Stanford researchers change cancer cells into immune cells
Xinhua, March 19, 2015 Adjust font size:
An almost accidental discovery at a laboratory in Stanford University, California, has raised hopes of finding alternative therapies to cure a type of blood cancer by turning the dangerous cells into white blood cells, the "good guys."
These immune cells are also able to detect and destroy other cancer cells, therefore providing a fighting chance against one of the most aggressive blood cancers, B-cell acute lymphoblastic leukemia with a mutation called the Philadelphia chromosome.

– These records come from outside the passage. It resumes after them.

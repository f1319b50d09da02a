//! Scoring configuration.

use scalper_core::{ScalperError, ScalperResult};
use serde::{Deserialize, Serialize};

/// Sub-score weights. The portion of 1.0 not covered by the four
/// sub-scores is reserved for an optional sentiment input; when none is
/// wired in it simply contributes nothing.
#[derive(Debug, Clone, Serialize, Deserialize)]
pub struct ScoreWeights {
    pub volatility: f64,
    pub momentum: f64,
    pub trend: f64,
    pub volume: f64,
}

impl Default for ScoreWeights {
    fn default() -> Self {
        Self {
            volatility: 0.25,
            momentum: 0.25,
            trend: 0.20,
            volume: 0.15,
        }
    }
}

impl ScoreWeights {
    /// Fail fast on deployment mistakes: negative weights or a total
    /// above 1.0.
    pub fn validate(&self) -> ScalperResult<()> {
        let all = [self.volatility, self.momentum, self.trend, self.volume];
        if all.iter().any(|w| *w < 0.0 || !w.is_finite()) {
            return Err(ScalperError::Config(
                "score weights must be non-negative finite numbers".into(),
            ));
        }
        let total: f64 = all.iter().sum();
        if total > 1.0 + 1e-9 {
            return Err(ScalperError::Config(format!(
                "score weights sum to {total:.3}, must not exceed 1.0"
            )));
        }
        Ok(())
    }
}

/// Credit curve for the momentum sub-score, applied to the magnitude of
/// the 20-bar percent change. Moves beyond `partial_hi` are treated as
/// unsustainable and earn only `overextended_credit`.
#[derive(Debug, Clone, Serialize, Deserialize)]
pub struct MomentumCurve {
    /// Lower edge of the full-credit band, percent
    pub full_lo: f64,
    /// Upper edge of the full-credit band, percent
    pub full_hi: f64,
    /// Upper edge of the partial-credit band, percent
    pub partial_hi: f64,
    /// Credit for magnitudes below `full_lo`
    pub quiet_credit: f64,
    /// Credit inside (full_hi, partial_hi]
    pub partial_credit: f64,
    /// Credit beyond `partial_hi`
    pub overextended_credit: f64,
}

impl Default for MomentumCurve {
    fn default() -> Self {
        Self {
            full_lo: 5.0,
            full_hi: 25.0,
            partial_hi: 30.0,
            quiet_credit: 0.3,
            partial_credit: 0.6,
            overextended_credit: 0.2,
        }
    }
}

impl MomentumCurve {
    pub fn validate(&self) -> ScalperResult<()> {
        if !(self.full_lo < self.full_hi && self.full_hi < self.partial_hi) {
            return Err(ScalperError::Config(
                "momentum curve edges must be strictly increasing".into(),
            ));
        }
        let credits = [self.quiet_credit, self.partial_credit, self.overextended_credit];
        if credits.iter().any(|c| !(0.0..=1.0).contains(c)) {
            return Err(ScalperError::Config(
                "momentum credits must lie in [0, 1]".into(),
            ));
        }
        Ok(())
    }

    /// Credit in [0, 1] for a signed percent change.
    pub fn credit(&self, change_pct: f64) -> f64 {
        let magnitude = change_pct.abs();
        if magnitude < self.full_lo {
            self.quiet_credit
        } else if magnitude <= self.full_hi {
            1.0
        } else if magnitude <= self.partial_hi {
            self.partial_credit
        } else {
            self.overextended_credit
        }
    }
}

/// Thresholds for turning a score into a direction.
#[derive(Debug, Clone, Serialize, Deserialize)]
pub struct SignalThresholds {
    /// Minimum overall score for a buy
    pub buy_min: f64,
    /// Maximum overall score for a sell
    pub sell_max: f64,
    /// RSI below this counts as a bullish (oversold) vote
    pub rsi_bullish_below: f64,
    /// RSI above this counts as a bearish (overbought) vote
    pub rsi_bearish_above: f64,
}

impl Default for SignalThresholds {
    fn default() -> Self {
        Self {
            buy_min: 70.0,
            sell_max: 30.0,
            rsi_bullish_below: 40.0,
            rsi_bearish_above: 60.0,
        }
    }
}

impl SignalThresholds {
    pub fn validate(&self) -> ScalperResult<()> {
        if self.sell_max >= self.buy_min {
            return Err(ScalperError::Config(
                "sell_max must be below buy_min".into(),
            ));
        }
        if self.rsi_bullish_below >= self.rsi_bearish_above {
            return Err(ScalperError::Config(
                "rsi_bullish_below must be below rsi_bearish_above".into(),
            ));
        }
        Ok(())
    }
}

The Stanford researchers are particularly excited about the prospects of the discovery since this kind of leukemia often has a grim outcome for most patients.
Professor Ravi Majeti and his team, whose findings are described in a paper in the latest issue of Proceedings of the National Academy of Sciences published on Monday, claimed the discovery was done almost by chance after they collected the type of leukemia cells from a patient.
"We were trying to keep these cells alive by providing them with different kinds of nutrients and growth factors," Majeti told Xinhua. "And we saw that sometimes, they shifted to white blood cells, also known as macrophages. Instead of ignoring this fact, we decided to investigate what was making them change."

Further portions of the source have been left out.